Records Block Start

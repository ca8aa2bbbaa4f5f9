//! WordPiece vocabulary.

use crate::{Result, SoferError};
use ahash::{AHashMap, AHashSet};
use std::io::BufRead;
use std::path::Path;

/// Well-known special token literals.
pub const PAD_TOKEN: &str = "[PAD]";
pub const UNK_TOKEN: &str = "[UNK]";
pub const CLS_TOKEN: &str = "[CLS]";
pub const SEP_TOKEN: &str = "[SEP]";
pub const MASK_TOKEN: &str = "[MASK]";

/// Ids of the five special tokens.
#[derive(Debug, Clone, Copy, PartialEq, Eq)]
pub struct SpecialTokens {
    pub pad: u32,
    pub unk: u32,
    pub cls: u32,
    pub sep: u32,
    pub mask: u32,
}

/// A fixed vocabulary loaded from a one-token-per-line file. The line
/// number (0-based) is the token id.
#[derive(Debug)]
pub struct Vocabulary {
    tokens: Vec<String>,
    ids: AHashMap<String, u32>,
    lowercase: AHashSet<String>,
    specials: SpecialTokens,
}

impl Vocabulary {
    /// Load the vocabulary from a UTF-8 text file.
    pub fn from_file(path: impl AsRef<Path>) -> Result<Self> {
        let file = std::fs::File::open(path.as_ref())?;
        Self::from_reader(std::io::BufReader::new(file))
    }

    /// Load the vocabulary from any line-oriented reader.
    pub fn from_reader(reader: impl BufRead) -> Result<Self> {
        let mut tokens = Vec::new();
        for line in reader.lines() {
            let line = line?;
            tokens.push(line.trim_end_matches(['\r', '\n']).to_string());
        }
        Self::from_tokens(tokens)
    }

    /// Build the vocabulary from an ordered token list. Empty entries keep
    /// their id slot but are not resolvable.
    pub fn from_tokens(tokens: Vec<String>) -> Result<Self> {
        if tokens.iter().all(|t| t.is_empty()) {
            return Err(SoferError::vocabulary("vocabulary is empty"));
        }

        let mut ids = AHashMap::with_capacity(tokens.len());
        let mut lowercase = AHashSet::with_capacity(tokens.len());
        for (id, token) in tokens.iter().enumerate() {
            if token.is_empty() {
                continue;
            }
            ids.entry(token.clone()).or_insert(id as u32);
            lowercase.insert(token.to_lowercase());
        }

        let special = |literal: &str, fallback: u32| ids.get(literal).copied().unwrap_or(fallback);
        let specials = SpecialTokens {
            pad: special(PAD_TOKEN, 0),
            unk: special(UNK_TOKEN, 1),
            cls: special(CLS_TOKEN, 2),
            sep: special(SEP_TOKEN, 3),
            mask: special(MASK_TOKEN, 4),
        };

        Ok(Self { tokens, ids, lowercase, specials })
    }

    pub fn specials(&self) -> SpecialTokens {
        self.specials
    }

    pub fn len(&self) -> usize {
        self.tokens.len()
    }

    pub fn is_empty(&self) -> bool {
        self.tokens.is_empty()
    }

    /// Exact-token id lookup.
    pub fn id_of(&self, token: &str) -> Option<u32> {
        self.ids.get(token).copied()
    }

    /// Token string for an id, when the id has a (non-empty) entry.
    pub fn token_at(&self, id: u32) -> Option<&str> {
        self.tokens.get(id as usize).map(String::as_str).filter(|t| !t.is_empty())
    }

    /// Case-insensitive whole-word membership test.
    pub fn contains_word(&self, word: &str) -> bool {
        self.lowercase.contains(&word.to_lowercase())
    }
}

Records Block End
Records Block Start

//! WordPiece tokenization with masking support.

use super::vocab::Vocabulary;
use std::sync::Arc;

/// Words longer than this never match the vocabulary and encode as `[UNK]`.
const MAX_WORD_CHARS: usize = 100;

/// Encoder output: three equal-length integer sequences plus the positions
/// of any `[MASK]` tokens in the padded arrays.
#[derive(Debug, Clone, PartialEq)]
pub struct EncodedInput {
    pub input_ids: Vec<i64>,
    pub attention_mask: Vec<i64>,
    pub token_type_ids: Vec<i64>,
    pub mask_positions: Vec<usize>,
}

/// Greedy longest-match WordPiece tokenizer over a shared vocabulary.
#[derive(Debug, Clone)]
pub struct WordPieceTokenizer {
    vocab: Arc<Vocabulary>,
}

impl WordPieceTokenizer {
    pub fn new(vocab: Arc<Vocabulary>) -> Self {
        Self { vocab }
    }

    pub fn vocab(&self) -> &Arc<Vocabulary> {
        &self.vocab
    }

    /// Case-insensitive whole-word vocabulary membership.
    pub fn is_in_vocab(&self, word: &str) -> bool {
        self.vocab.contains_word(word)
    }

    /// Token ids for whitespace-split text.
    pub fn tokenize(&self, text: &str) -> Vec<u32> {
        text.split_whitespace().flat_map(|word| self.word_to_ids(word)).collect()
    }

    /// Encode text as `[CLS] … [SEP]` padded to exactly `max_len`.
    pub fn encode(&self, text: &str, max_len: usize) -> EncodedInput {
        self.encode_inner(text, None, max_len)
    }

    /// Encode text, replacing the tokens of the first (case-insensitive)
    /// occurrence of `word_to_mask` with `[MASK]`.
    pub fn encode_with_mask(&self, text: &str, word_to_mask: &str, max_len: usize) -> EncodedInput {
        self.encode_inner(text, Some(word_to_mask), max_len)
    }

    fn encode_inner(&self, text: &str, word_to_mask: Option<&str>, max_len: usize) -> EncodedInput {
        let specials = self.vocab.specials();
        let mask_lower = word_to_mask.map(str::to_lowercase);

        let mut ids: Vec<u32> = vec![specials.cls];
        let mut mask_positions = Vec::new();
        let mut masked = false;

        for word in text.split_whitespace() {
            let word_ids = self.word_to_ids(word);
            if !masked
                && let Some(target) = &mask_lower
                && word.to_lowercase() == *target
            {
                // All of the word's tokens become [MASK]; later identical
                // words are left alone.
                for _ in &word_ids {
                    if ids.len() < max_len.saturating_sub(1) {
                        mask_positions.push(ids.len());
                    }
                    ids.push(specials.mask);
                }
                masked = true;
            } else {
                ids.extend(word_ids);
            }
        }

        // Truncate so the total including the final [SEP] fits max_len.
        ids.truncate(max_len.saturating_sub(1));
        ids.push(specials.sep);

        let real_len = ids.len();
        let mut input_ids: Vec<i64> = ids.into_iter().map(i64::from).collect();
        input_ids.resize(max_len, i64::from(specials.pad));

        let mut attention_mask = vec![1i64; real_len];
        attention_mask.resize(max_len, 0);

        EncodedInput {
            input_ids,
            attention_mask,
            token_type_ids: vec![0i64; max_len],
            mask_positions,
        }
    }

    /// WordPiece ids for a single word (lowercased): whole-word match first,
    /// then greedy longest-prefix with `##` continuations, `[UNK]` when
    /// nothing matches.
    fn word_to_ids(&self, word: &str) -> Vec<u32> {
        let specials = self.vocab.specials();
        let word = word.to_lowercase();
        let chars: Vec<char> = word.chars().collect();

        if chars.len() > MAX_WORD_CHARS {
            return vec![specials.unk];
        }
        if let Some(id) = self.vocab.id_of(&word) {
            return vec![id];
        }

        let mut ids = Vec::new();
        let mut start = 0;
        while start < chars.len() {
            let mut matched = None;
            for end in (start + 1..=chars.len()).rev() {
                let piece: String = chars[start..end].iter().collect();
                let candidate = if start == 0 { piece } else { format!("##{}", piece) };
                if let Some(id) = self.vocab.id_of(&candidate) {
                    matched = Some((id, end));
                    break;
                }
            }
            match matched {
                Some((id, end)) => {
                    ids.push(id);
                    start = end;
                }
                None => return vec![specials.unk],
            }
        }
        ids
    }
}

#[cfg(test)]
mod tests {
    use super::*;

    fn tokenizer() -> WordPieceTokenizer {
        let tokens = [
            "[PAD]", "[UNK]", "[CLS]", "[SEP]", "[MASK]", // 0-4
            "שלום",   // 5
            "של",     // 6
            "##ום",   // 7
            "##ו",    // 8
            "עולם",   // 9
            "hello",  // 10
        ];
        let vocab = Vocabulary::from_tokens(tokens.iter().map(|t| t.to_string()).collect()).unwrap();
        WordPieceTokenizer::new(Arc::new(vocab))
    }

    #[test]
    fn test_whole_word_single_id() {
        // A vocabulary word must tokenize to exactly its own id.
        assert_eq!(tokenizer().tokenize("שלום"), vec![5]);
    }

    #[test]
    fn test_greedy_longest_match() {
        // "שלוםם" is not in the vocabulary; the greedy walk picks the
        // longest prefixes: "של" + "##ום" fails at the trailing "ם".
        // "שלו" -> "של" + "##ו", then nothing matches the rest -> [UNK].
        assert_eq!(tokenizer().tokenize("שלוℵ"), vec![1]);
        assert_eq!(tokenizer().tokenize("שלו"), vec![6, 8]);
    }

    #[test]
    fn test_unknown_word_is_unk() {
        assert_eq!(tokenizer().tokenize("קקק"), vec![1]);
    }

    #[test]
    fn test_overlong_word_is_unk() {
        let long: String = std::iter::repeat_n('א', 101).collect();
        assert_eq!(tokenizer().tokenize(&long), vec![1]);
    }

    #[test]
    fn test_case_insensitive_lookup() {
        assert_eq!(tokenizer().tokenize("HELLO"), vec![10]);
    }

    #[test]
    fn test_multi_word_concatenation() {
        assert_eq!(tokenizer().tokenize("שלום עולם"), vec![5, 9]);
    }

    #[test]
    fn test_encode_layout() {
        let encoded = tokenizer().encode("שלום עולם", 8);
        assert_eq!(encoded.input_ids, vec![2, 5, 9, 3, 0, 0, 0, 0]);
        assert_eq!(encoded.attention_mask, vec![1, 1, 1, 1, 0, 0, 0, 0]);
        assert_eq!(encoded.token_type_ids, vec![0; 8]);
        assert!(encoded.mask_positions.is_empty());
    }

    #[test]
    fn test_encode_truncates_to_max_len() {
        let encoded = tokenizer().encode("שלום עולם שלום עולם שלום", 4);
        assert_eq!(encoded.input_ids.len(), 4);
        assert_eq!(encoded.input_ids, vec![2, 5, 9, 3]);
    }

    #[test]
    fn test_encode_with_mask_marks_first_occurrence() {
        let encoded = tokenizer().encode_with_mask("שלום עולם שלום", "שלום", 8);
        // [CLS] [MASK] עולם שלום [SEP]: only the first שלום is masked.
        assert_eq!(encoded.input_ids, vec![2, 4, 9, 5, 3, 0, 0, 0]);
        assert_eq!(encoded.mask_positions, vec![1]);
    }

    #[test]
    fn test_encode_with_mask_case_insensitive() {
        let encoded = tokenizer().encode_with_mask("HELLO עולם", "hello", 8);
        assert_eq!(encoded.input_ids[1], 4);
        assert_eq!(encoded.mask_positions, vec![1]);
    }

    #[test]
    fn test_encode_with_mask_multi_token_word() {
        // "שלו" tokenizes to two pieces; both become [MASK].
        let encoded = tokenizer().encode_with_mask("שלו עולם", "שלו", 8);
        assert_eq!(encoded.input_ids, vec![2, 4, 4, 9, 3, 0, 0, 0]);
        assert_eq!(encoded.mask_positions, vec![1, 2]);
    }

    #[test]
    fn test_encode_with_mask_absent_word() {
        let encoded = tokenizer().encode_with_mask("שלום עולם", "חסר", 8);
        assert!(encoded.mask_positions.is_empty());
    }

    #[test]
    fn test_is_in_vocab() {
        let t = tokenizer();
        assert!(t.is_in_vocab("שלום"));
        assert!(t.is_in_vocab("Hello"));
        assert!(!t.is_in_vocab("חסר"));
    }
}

Records Block End
Records Block Start

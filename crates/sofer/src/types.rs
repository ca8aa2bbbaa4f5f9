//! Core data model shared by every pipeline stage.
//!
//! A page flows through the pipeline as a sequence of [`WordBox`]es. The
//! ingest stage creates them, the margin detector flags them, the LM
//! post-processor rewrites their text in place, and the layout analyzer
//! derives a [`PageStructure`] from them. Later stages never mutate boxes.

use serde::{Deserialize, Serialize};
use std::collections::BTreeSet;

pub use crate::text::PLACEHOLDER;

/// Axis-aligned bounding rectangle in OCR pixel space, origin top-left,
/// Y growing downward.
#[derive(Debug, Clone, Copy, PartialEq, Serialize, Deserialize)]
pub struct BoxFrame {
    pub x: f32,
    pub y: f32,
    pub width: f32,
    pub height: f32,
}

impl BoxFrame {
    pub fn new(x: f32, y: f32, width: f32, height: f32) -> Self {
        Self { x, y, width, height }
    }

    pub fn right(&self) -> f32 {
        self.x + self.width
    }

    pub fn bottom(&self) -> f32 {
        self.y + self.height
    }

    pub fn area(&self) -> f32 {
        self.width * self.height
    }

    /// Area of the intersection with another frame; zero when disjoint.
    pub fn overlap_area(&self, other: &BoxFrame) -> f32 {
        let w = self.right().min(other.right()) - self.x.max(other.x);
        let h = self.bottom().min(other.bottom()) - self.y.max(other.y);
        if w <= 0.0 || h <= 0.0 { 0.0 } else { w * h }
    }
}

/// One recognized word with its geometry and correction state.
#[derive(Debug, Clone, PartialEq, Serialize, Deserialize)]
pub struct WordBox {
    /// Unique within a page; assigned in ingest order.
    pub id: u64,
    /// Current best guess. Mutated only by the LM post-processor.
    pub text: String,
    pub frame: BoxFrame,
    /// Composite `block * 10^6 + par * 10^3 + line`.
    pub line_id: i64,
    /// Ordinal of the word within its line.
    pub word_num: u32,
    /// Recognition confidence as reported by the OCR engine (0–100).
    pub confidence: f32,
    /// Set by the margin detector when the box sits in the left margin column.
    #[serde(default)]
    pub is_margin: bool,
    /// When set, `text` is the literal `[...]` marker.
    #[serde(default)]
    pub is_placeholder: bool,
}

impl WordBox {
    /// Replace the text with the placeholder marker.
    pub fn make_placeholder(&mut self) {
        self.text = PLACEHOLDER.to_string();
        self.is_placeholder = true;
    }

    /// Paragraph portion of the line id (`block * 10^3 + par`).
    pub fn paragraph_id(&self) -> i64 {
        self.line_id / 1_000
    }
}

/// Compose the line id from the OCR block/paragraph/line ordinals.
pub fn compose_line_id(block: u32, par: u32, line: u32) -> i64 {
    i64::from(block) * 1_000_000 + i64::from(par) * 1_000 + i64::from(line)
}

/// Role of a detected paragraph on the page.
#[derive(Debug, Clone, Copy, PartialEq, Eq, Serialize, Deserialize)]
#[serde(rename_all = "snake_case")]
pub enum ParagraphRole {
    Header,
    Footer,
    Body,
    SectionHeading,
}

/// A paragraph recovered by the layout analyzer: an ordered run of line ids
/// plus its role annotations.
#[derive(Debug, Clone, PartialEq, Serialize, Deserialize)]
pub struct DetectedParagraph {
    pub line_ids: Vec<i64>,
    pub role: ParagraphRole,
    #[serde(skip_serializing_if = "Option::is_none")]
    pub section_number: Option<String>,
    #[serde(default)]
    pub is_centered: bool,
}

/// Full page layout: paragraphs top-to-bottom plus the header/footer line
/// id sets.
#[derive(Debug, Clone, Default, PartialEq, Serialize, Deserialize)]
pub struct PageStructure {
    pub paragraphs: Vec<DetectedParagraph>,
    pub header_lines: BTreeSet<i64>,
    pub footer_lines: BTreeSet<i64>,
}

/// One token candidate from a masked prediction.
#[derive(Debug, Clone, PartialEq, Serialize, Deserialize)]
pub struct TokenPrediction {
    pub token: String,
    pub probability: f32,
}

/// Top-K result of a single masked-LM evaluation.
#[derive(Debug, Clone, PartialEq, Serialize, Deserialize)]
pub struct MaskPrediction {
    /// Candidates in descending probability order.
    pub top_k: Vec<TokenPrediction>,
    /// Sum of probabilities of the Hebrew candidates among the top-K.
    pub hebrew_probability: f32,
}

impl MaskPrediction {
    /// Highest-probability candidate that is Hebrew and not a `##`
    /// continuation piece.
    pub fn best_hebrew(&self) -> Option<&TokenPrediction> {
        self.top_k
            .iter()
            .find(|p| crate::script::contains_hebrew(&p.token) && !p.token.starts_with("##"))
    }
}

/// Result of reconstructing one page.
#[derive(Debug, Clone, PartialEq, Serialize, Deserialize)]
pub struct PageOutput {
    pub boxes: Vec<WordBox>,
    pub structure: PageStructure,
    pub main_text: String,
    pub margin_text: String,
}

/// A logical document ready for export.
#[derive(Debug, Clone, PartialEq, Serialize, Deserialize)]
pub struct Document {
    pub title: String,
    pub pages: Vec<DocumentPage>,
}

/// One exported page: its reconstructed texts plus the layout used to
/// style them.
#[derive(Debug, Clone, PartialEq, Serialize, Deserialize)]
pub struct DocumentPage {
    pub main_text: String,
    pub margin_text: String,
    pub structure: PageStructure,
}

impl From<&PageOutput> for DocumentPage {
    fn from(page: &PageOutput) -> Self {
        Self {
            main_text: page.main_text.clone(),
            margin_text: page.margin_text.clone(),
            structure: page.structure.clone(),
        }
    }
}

Records Block End

» **What needs to be done**
Copy out, exactly and alone, the lines of the entries above between the ones holding "let word = word.to_lowercase();" and "rest -> [UNK].", inclusive.

» **Answer to this task**
        let word = word.to_lowercase();
        let chars: Vec<char> = word.chars().collect();

        if chars.len() > MAX_WORD_CHARS {
            return vec![specials.unk];
        }
        if let Some(id) = self.vocab.id_of(&word) {
            return vec![id];
        }

        let mut ids = Vec::new();
        let mut start = 0;
        while start < chars.len() {
            let mut matched = None;
            for end in (start + 1..=chars.len()).rev() {
                let piece: String = chars[start..end].iter().collect();
                let candidate = if start == 0 { piece } else { format!("##{}", piece) };
                if let Some(id) = self.vocab.id_of(&candidate) {
                    matched = Some((id, end));
                    break;
                }
            }
            match matched {
                Some((id, end)) => {
                    ids.push(id);
                    start = end;
                }
                None => return vec![specials.unk],
            }
        }
        ids
    }
}

#[cfg(test)]
mod tests {
    use super::*;

    fn tokenizer() -> WordPieceTokenizer {
        let tokens = [
            "[PAD]", "[UNK]", "[CLS]", "[SEP]", "[MASK]", // 0-4
            "שלום",   // 5
            "של",     // 6
            "##ום",   // 7
            "##ו",    // 8
            "עולם",   // 9
            "hello",  // 10
        ];
        let vocab = Vocabulary::from_tokens(tokens.iter().map(|t| t.to_string()).collect()).unwrap();
        WordPieceTokenizer::new(Arc::new(vocab))
    }

    #[test]
    fn test_whole_word_single_id() {
        // A vocabulary word must tokenize to exactly its own id.
        assert_eq!(tokenizer().tokenize("שלום"), vec![5]);
    }

    #[test]
    fn test_greedy_longest_match() {
        // "שלוםם" is not in the vocabulary; the greedy walk picks the
        // longest prefixes: "של" + "##ום" fails at the trailing "ם".
        // "שלו" -> "של" + "##ו", then nothing matches the rest -> [UNK].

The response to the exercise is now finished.